(Stored data)
//! HTTP server: routes, docs, landing page and rate limiting

pub mod api;
pub mod docs;
pub mod pages;
pub mod rate_limit;
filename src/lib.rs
//! Translate Gateway - translation HTTP API over pluggable model engines
//!
//! This library provides the language registry, request validation,
//! capability resolution (identity, direct and pivot routes) and the dispatch
//! service behind the `/translate` and `/languages` endpoints.

#![forbid(unsafe_code)]
#![warn(missing_docs)]

pub mod cli;
pub mod core;
pub mod server;
pub mod service;
pub mod testing;

// Re-export key types for convenience
pub use crate::core::{
    client::HttpEngine,
    config::{CatalogConfig, EngineConfig, ServerSettings},
    engine::TranslationEngine,
    errors::{DispatchError, TranslationError, ValidationError},
    models::{CharLimit, Language, LanguageInfo, ModelPair, TranslationRequest},
    registry::LanguageRegistry,
    resolver::{CapabilityResolver, Route, TranslationCapability},
    validator::RawTranslateInput,
};

pub use server::api::{router, AppState};
pub use service::dispatch::Dispatcher;

/// Library version
pub const VERSION: &str = env!("CARGO_PKG_VERSION");

/// Library name
pub const NAME: &str = env!("CARGO_PKG_NAME");
use serde::{Deserialize, Serialize};
use thiserror::Error;

#[derive(Debug, Clone, Copy, PartialEq, Eq, Serialize, Deserialize)]
#[serde(rename_all = "snake_case")]
pub enum AudioErrorCode {
    ProbeFailure,
    LoadFailure,
    PlaybackRejected,
}

/// Failures of the ambient audio subsystem. None of these reach the page;
/// each one degrades the session to a silent muted or disabled state.
#[derive(Debug, Clone, PartialEq, Eq, Error)]
pub enum AudioError {
    #[error("autoplay probe rejected: {0}")]
    ProbeFailure(String),
    #[error("ambient asset failed to load: {0}")]
    LoadFailure(String),
    #[error("play command rejected: {0}")]
    PlaybackRejected(String),
}

impl AudioError {
    pub fn probe(message: impl Into<String>) -> Self {
        Self::ProbeFailure(message.into())
    }

    pub fn load(message: impl Into<String>) -> Self {
        Self::LoadFailure(message.into())
    }

    pub fn playback(message: impl Into<String>) -> Self {
        Self::PlaybackRejected(message.into())
    }

    pub fn code(&self) -> AudioErrorCode {
        match self {
            Self::ProbeFailure(_) => AudioErrorCode::ProbeFailure,
            Self::LoadFailure(_) => AudioErrorCode::LoadFailure,
            Self::PlaybackRejected(_) => AudioErrorCode::PlaybackRejected,
        }
    }
}
use super::*;

use std::{
    env,
    time::{SystemTime, UNIX_EPOCH},
};

fn no_env(_: &str) -> Option<String> {
    None
}

fn temp_config(contents: &str) -> std::path::PathBuf {
    let suffix = SystemTime::now()
        .duration_since(UNIX_EPOCH)
        .expect("clock")
        .as_nanos();
    let path = env::temp_dir().join(format!("ambient_demo_config_{suffix}.toml"));
    fs::write(&path, contents).expect("write config");
    path
}

#[test]
fn missing_file_yields_defaults() {
    let settings = load_settings_from(Path::new("/nonexistent/ambient.toml"), no_env);
    assert_eq!(settings, Settings::default());
    assert_eq!(settings.probe_timeout_ms, 2000);
}

#[test]
fn file_values_override_defaults() {
    let path = temp_config(
        "asset_path = \"public/music/loop.ogg\"\nprobe_timeout_ms = \"750\"\nlog_filter = \"debug\"\n",
    );

    let settings = load_settings_from(&path, no_env);
    assert_eq!(settings.asset_path, "public/music/loop.ogg");
    assert_eq!(settings.probe_timeout_ms, 750);
    assert_eq!(settings.log_filter, "debug");

    fs::remove_file(path).expect("cleanup");
}

#[test]
fn env_overrides_file_and_app_prefix_wins() {
    let path = temp_config("asset_path = \"from-file.mp3\"\n");

    let settings = load_settings_from(&path, |key| match key {
        "AMBIENT_ASSET_PATH" => Some("from-legacy-env.mp3".to_string()),
        "APP__ASSET_PATH" => Some("from-app-env.mp3".to_string()),
        "APP__PROBE_TIMEOUT_MS" => Some("100".to_string()),
        _ => None,
    });
    assert_eq!(settings.asset_path, "from-app-env.mp3");
    assert_eq!(settings.probe_timeout_ms, 100);

    fs::remove_file(path).expect("cleanup");
}

#[test]
fn unparseable_timeout_keeps_previous_value() {
    let path = temp_config("probe_timeout_ms = \"soon\"\n");

    let settings = load_settings_from(&path, |key| {
        (key == "APP__PROBE_TIMEOUT_MS").then(|| "later".to_string())
    });
    assert_eq!(settings.probe_timeout_ms, Settings::default().probe_timeout_ms);

    fs::remove_file(path).expect("cleanup");
}

#[test]
fn malformed_file_is_ignored() {
    let path = temp_config("this is not toml = = =");

    let settings = load_settings_from(&path, no_env);
    assert_eq!(settings, Settings::default());

    fs::remove_file(path).expect("cleanup");
}

#[test]
fn controller_options_carry_path_and_timeout() {
    let settings = Settings {
        asset_path: "a/b.mp3".into(),
        probe_timeout_ms: 1500,
        log_filter: "info".into(),
    };

    let options = settings.controller_options();
    assert_eq!(options.asset_path, std::path::PathBuf::from("a/b.mp3"));
    assert_eq!(options.probe_timeout, Duration::from_millis(1500));
}
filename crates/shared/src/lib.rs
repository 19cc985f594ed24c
pub mod domain;
pub mod error;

GOAL OF THE EXERCISE
Retype every entry above, word for word.

THE COMPLETED TASK
//! HTTP server: routes, docs, landing page and rate limiting

pub mod api;
pub mod docs;
pub mod pages;
pub mod rate_limit;
filename src/lib.rs
//! Translate Gateway - translation HTTP API over pluggable model engines
//!
//! This library provides the language registry, request validation,
//! capability resolution (identity, direct and pivot routes) and the dispatch
//! service behind the `/translate` and `/languages` endpoints.

#![forbid(unsafe_code)]
#![warn(missing_docs)]

pub mod cli;
pub mod core;
pub mod server;
pub mod service;
pub mod testing;

// Re-export key types for convenience
pub use crate::core::{
    client::HttpEngine,
    config::{CatalogConfig, EngineConfig, ServerSettings},
    engine::TranslationEngine,
    errors::{DispatchError, TranslationError, ValidationError},
    models::{CharLimit, Language, LanguageInfo, ModelPair, TranslationRequest},
    registry::LanguageRegistry,
    resolver::{CapabilityResolver, Route, TranslationCapability},
    validator::RawTranslateInput,
};

pub use server::api::{router, AppState};
pub use service::dispatch::Dispatcher;

/// Library version
pub const VERSION: &str = env!("CARGO_PKG_VERSION");

/// Library name
pub const NAME: &str = env!("CARGO_PKG_NAME");
use serde::{Deserialize, Serialize};
use thiserror::Error;

#[derive(Debug, Clone, Copy, PartialEq, Eq, Serialize, Deserialize)]
#[serde(rename_all = "snake_case")]
pub enum AudioErrorCode {
    ProbeFailure,
    LoadFailure,
    PlaybackRejected,
}

/// Failures of the ambient audio subsystem. None of these reach the page;
/// each one degrades the session to a silent muted or disabled state.
#[derive(Debug, Clone, PartialEq, Eq, Error)]
pub enum AudioError {
    #[error("autoplay probe rejected: {0}")]
    ProbeFailure(String),
    #[error("ambient asset failed to load: {0}")]
    LoadFailure(String),
    #[error("play command rejected: {0}")]
    PlaybackRejected(String),
}

impl AudioError {
    pub fn probe(message: impl Into<String>) -> Self {
        Self::ProbeFailure(message.into())
    }

    pub fn load(message: impl Into<String>) -> Self {
        Self::LoadFailure(message.into())
    }

    pub fn playback(message: impl Into<String>) -> Self {
        Self::PlaybackRejected(message.into())
    }

    pub fn code(&self) -> AudioErrorCode {
        match self {
            Self::ProbeFailure(_) => AudioErrorCode::ProbeFailure,
            Self::LoadFailure(_) => AudioErrorCode::LoadFailure,
            Self::PlaybackRejected(_) => AudioErrorCode::PlaybackRejected,
        }
    }
}
use super::*;

use std::{
    env,
    time::{SystemTime, UNIX_EPOCH},
};

fn no_env(_: &str) -> Option<String> {
    None
}

fn temp_config(contents: &str) -> std::path::PathBuf {
    let suffix = SystemTime::now()
        .duration_since(UNIX_EPOCH)
        .expect("clock")
        .as_nanos();
    let path = env::temp_dir().join(format!("ambient_demo_config_{suffix}.toml"));
    fs::write(&path, contents).expect("write config");
    path
}

#[test]
fn missing_file_yields_defaults() {
    let settings = load_settings_from(Path::new("/nonexistent/ambient.toml"), no_env);
    assert_eq!(settings, Settings::default());
    assert_eq!(settings.probe_timeout_ms, 2000);
}

#[test]
fn file_values_override_defaults() {
    let path = temp_config(
        "asset_path = \"public/music/loop.ogg\"\nprobe_timeout_ms = \"750\"\nlog_filter = \"debug\"\n",
    );

    let settings = load_settings_from(&path, no_env);
    assert_eq!(settings.asset_path, "public/music/loop.ogg");
    assert_eq!(settings.probe_timeout_ms, 750);
    assert_eq!(settings.log_filter, "debug");

    fs::remove_file(path).expect("cleanup");
}

#[test]
fn env_overrides_file_and_app_prefix_wins() {
    let path = temp_config("asset_path = \"from-file.mp3\"\n");

    let settings = load_settings_from(&path, |key| match key {
        "AMBIENT_ASSET_PATH" => Some("from-legacy-env.mp3".to_string()),
        "APP__ASSET_PATH" => Some("from-app-env.mp3".to_string()),
        "APP__PROBE_TIMEOUT_MS" => Some("100".to_string()),
        _ => None,
    });
    assert_eq!(settings.asset_path, "from-app-env.mp3");
    assert_eq!(settings.probe_timeout_ms, 100);

    fs::remove_file(path).expect("cleanup");
}

#[test]
fn unparseable_timeout_keeps_previous_value() {
    let path = temp_config("probe_timeout_ms = \"soon\"\n");

    let settings = load_settings_from(&path, |key| {
        (key == "APP__PROBE_TIMEOUT_MS").then(|| "later".to_string())
    });
    assert_eq!(settings.probe_timeout_ms, Settings::default().probe_timeout_ms);

    fs::remove_file(path).expect("cleanup");
}

#[test]
fn malformed_file_is_ignored() {
    let path = temp_config("this is not toml = = =");

    let settings = load_settings_from(&path, no_env);
    assert_eq!(settings, Settings::default());

    fs::remove_file(path).expect("cleanup");
}

#[test]
fn controller_options_carry_path_and_timeout() {
    let settings = Settings {
        asset_path: "a/b.mp3".into(),
        probe_timeout_ms: 1500,
        log_filter: "info".into(),
    };

    let options = settings.controller_options();
    assert_eq!(options.asset_path, std::path::PathBuf::from("a/b.mp3"));
    assert_eq!(options.probe_timeout, Duration::from_millis(1500));
}
filename crates/shared/src/lib.rs
repository 19cc985f594ed24c
pub mod domain;
pub mod error;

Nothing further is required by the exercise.